START RECORDS FOR THE TASK

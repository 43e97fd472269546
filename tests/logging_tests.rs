//! `log`/`env_logger` is process-global state, same as the shared
//! `TaskManager` singleton Martos's own test suite serializes with
//! `sequential_test`; these tests do the same thing for the same reason.

use sequential_test::sequential;

use tboard::{Board, FunctionDescriptor, TaskClass};

fn init_logging() {
    let _ = env_logger::Builder::from_default_env().is_test(true).try_init();
}

#[test]
#[sequential]
fn board_lifecycle_logs_without_panicking_under_a_real_logger() {
    init_logging();

    let board = Board::create(1).unwrap();
    board.start();
    let fd = FunctionDescriptor::new("log_smoke_test", || {});
    assert!(board.task_create(TaskClass::Primary, fd, None));
    std::thread::sleep(std::time::Duration::from_millis(50));
    board.kill();
    board.destroy();
}

#[test]
#[sequential]
fn misuse_paths_log_a_warning_instead_of_panicking() {
    init_logging();

    // `blocking_task_create`/`remote_task_create` called outside a running
    // task should log a warning and return a failure value, never panic
    // (spec.md §7's "Misuse" error kind).
    let board = Board::create(1).unwrap();
    board.start();
    let fd = FunctionDescriptor::new("noop", || {});
    assert!(!board.blocking_task_create(TaskClass::Primary, fd.clone(), None));
    assert!(board.remote_task_create("unreachable", true).is_none());
    board.kill();
    board.destroy();
}
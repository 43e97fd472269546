//! Task objects and the coroutine wrapper around them. A [`Task`] owns a
//! `corosensei` stackful coroutine and the bits of state an
//! [`crate::executor::Executor`] needs to dispatch it: its class, origin
//! queue, accumulated CPU time and yield count, and (for blocking children)
//! the parent it substitutes for.
//!
//! `task_yield`/`task_get_args` are free functions that reach the coroutine
//! currently resuming on this thread through a thread-local rather than an
//! explicit parameter -- a task body takes no arguments of its own, so
//! there is nowhere else to put a handle to the scheduler.

use std::any::Any;
use std::cell::{Cell, RefCell};
use std::fmt;
use std::sync::atomic::{AtomicU64, Ordering};
use std::sync::Arc;
use std::time::Duration;

use corosensei::stack::DefaultStack;
use corosensei::{Coroutine, CoroutineResult, Yielder};

use crate::error::BoardError;
use crate::remote::RemoteEnvelope;

/// Classification a task is created with.
#[derive(Debug, Clone, Copy, PartialEq, Eq)]
pub enum TaskClass {
    /// Head-jumps the primary queue.
    Priority,
    /// Tail of the primary queue.
    Primary,
    /// Tail of the least-loaded secondary queue.
    Secondary,
}

/// Lifecycle status. Transitions are monotone.
#[derive(Debug, Clone, Copy, PartialEq, Eq)]
pub enum TaskStatus {
    Initialized,
    Running,
    Completed,
}

/// Which ready queue a task currently belongs to, so a yield or requeue
/// returns it to the same place.
#[derive(Debug, Clone, Copy, PartialEq, Eq)]
pub enum Origin {
    Primary,
    Secondary(usize),
}

/// The side channel a task sets (via `task_yield`, `Board::blocking_task_create`,
/// or `Board::remote_task_create`) before suspending, read by the executor to
/// decide how to dispose of the task.
#[derive(Debug, Clone, Copy, PartialEq, Eq)]
pub enum YieldReason {
    Plain,
    BlockingChild,
    RemoteNonBlocking,
    RemoteBlocking,
}

/// A callable keyed by a symbolic name for history bookkeeping. Cheap to
/// clone: the name is an `Arc<str>` and the body an `Arc<dyn Fn>`.
#[derive(Clone)]
pub struct FunctionDescriptor {
    name: Arc<str>,
    func: Arc<dyn Fn() + Send + Sync>,
}

impl FunctionDescriptor {
    pub fn new(name: impl Into<Arc<str>>, func: impl Fn() + Send + Sync + 'static) -> Self {
        FunctionDescriptor {
            name: name.into(),
            func: Arc::new(func),
        }
    }

    pub fn name(&self) -> &str {
        &self.name
    }
}

impl fmt::Debug for FunctionDescriptor {
    fn fmt(&self, f: &mut fmt::Formatter<'_>) -> fmt::Result {
        f.debug_struct("FunctionDescriptor")
            .field("name", &self.name)
            .finish()
    }
}

/// Coroutine body type. Takes no input, yields a [`YieldReason`], returns
/// nothing -- a task communicates results through its args blob, not a
/// return value.
type TaskCoroutine = Coroutine<(), YieldReason, ()>;

/// Shared cell through which the coroutine body publishes its `Yielder`
/// pointer the first (and only) time it runs, so later resumes -- which
/// re-enter the paused body rather than calling it again -- can still find
/// it. `corosensei::Yielder` is not `Send`/`Sync`; this cell crosses threads
/// only while no one is dereferencing it, the same invariant `Task` itself
/// relies on (see its `unsafe impl Send` below).
struct YielderCell(Cell<Option<*const Yielder<(), YieldReason>>>);
unsafe impl Send for YielderCell {}
unsafe impl Sync for YielderCell {}

thread_local! {
    static CURRENT_YIELDER: Cell<Option<*const Yielder<(), YieldReason>>> = const { Cell::new(None) };
    static CURRENT_ARGS: Cell<Option<*mut (dyn Any + Send)>> = const { Cell::new(None) };
    static CURRENT_META: RefCell<Option<TaskMeta>> = const { RefCell::new(None) };
}

/// Per-resumption scratch state read/written through the thread-locals
/// above. Populated by the executor immediately before `resume`, consumed
/// immediately after.
struct TaskMeta {
    pending_child: Option<Box<Task>>,
    pending_envelope: Option<Arc<RemoteEnvelope>>,
}

static NEXT_TASK_ID: AtomicU64 = AtomicU64::new(1);

/// One unit of user work. Owns its coroutine, its argument blob, and -- for
/// a blocking child's parent -- the parent it substitutes for.
pub struct Task {
    pub id: u64,
    pub class: TaskClass,
    pub status: TaskStatus,
    pub origin: Origin,
    pub function: FunctionDescriptor,
    pub args: Option<Box<dyn Any + Send>>,
    pub cpu_time: Duration,
    pub yields: u64,
    /// Whether this task reserved a slot in the board's concurrent-task
    /// counter. `false` for blocking children, which substitute for their
    /// parent's slot in the budget instead of reserving their own.
    pub(crate) counts_against_quota: bool,
    pub(crate) history_key: Option<Arc<str>>,
    /// The blocked parent this task (as a blocking child) substitutes for.
    /// Owned here because the parent is parked nowhere else while waiting:
    /// the child's `parent` field is the one place that must keep it alive.
    pub parent: Option<Box<Task>>,
    coroutine: TaskCoroutine,
    yielder_cell: Arc<YielderCell>,
}

// Safety: a `Task`'s coroutine and thread-local-published `Yielder` pointer
// are only ever touched by the single executor thread currently resuming
// it -- the push/pop protocol on `ReadyQueue` guarantees a task is never in
// two places (and so touched by two threads) at once.
unsafe impl Send for Task {}

impl Task {
    #[allow(clippy::too_many_arguments)]
    pub(crate) fn new(
        class: TaskClass,
        origin: Origin,
        function: FunctionDescriptor,
        args: Option<Box<dyn Any + Send>>,
        stack_size: usize,
        counts_against_quota: bool,
    ) -> Result<Box<Task>, BoardError> {
        let stack = DefaultStack::new(stack_size).map_err(|_| BoardError::StackAllocation)?;
        let yielder_cell = Arc::new(YielderCell(Cell::new(None)));
        let body_func = function.func.clone();
        let body_cell = yielder_cell.clone();
        let coroutine = Coroutine::with_stack(stack, move |yielder: &Yielder<(), YieldReason>, _input: ()| {
            let ptr = yielder as *const _;
            body_cell.0.set(Some(ptr));
            CURRENT_YIELDER.with(|c| c.set(Some(ptr)));
            (body_func)();
            CURRENT_YIELDER.with(|c| c.set(None));
        });

        Ok(Box::new(Task {
            id: NEXT_TASK_ID.fetch_add(1, Ordering::Relaxed),
            class,
            status: TaskStatus::Initialized,
            origin,
            function,
            args,
            cpu_time: Duration::ZERO,
            yields: 0,
            counts_against_quota,
            history_key: None,
            parent: None,
            coroutine,
            yielder_cell,
        }))
    }

    /// Test-only constructor used by unit tests that only need a task to
    /// exist in a queue, not to actually run meaningful work.
    #[cfg(test)]
    pub(crate) fn new_for_test(
        id: u64,
        class: TaskClass,
        function: FunctionDescriptor,
        origin: Origin,
    ) -> Box<Task> {
        let mut task = Task::new(
            class,
            origin,
            function,
            None,
            crate::config::DEFAULT_STACK_SIZE,
            true,
        )
        .expect("test stack allocation");
        task.id = id;
        task
    }

    pub fn function_name(&self) -> &str {
        self.function.name()
    }

    /// Resumes this task's coroutine, publishing the thread-locals the
    /// coroutine body and `task_yield`/`task_get_args`/blocking/remote
    /// helpers read, and tearing them down again before returning control
    /// to the executor.
    pub(crate) fn resume(&mut self) -> TaskResumeOutcome {
        CURRENT_YIELDER.with(|c| c.set(self.yielder_cell.0.get()));
        CURRENT_ARGS.with(|c| {
            c.set(
                self.args
                    .as_deref_mut()
                    .map(|b| b as *mut (dyn Any + Send)),
            )
        });
        CURRENT_META.with(|c| {
            *c.borrow_mut() = Some(TaskMeta {
                pending_child: None,
                pending_envelope: None,
            })
        });

        let result = self.coroutine.resume(());

        CURRENT_ARGS.with(|c| c.set(None));
        CURRENT_YIELDER.with(|c| c.set(None));
        let meta = CURRENT_META.with(|c| c.borrow_mut().take());

        match result {
            CoroutineResult::Return(()) => TaskResumeOutcome::Completed,
            CoroutineResult::Yield(reason) => TaskResumeOutcome::Yielded {
                reason,
                pending_child: meta.and_then(|m| m.pending_child),
                pending_envelope: meta.and_then(|m| m.pending_envelope),
            },
        }
    }
}

/// What happened when an executor resumed a task's coroutine.
pub(crate) enum TaskResumeOutcome {
    Completed,
    Yielded {
        reason: YieldReason,
        pending_child: Option<Box<Task>>,
        pending_envelope: Option<Arc<RemoteEnvelope>>,
    },
}

/// Suspends the currently-running coroutine back to its executor with
/// [`YieldReason::Plain`]. A no-op (logged) outside a task.
pub fn task_yield() {
    suspend_current(YieldReason::Plain);
}

/// Returns the argument blob attached to the currently-running task,
/// downcast to `T`. `None` if there is no args blob, the blob is a
/// different type, or this is called outside a task.
///
/// # Safety notes
/// The returned reference is sourced from a thread-local raw pointer valid
/// only while the current task is resuming. Do not retain it across a
/// `task_yield`/blocking/remote call -- by the time such a call returns,
/// the pointer has been refreshed by (possibly several) other tasks on this
/// thread.
pub fn task_get_args<T: 'static>() -> Option<&'static T> {
    CURRENT_ARGS.with(|c| {
        c.get()
            .and_then(|ptr| unsafe { (*ptr).downcast_ref::<T>() })
    })
}

/// Mutable counterpart of [`task_get_args`], for the common pattern of a
/// blocking child writing its result into a buffer the parent's args also
/// reference. Interior mutability/aliasing of the pointed-to buffer across
/// the parent/child boundary is the caller's responsibility, not something
/// this crate can check.
pub fn task_get_args_mut<T: 'static>() -> Option<&'static mut T> {
    CURRENT_ARGS.with(|c| {
        c.get()
            .and_then(|ptr| unsafe { (*ptr).downcast_mut::<T>() })
    })
}

pub(crate) fn in_task() -> bool {
    CURRENT_YIELDER.with(|c| c.get().is_some())
}

pub(crate) fn stash_pending_child(child: Box<Task>) {
    CURRENT_META.with(|c| {
        if let Some(meta) = c.borrow_mut().as_mut() {
            meta.pending_child = Some(child);
        }
    });
}

pub(crate) fn stash_pending_envelope(envelope: Arc<RemoteEnvelope>) {
    CURRENT_META.with(|c| {
        if let Some(meta) = c.borrow_mut().as_mut() {
            meta.pending_envelope = Some(envelope);
        }
    });
}

pub(crate) fn suspend_current(reason: YieldReason) {
    CURRENT_YIELDER.with(|c| match c.get() {
        Some(ptr) => {
            unsafe { &*ptr }.suspend(reason);
        }
        None => log::warn!("task suspend requested outside a running task; ignoring"),
    });
}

END RECORDS FOR THE TASK

*WORK REQUIRED*:
Scan the data for lines containing "currently" and copy all of them.

*RESULT OF THIS EXERCISE*:
//! currently resuming on this thread through a thread-local rather than an
/// Which ready queue a task currently belongs to, so a yield or requeue
// are only ever touched by the single executor thread currently resuming
/// Suspends the currently-running coroutine back to its executor with
/// Returns the argument blob attached to the currently-running task,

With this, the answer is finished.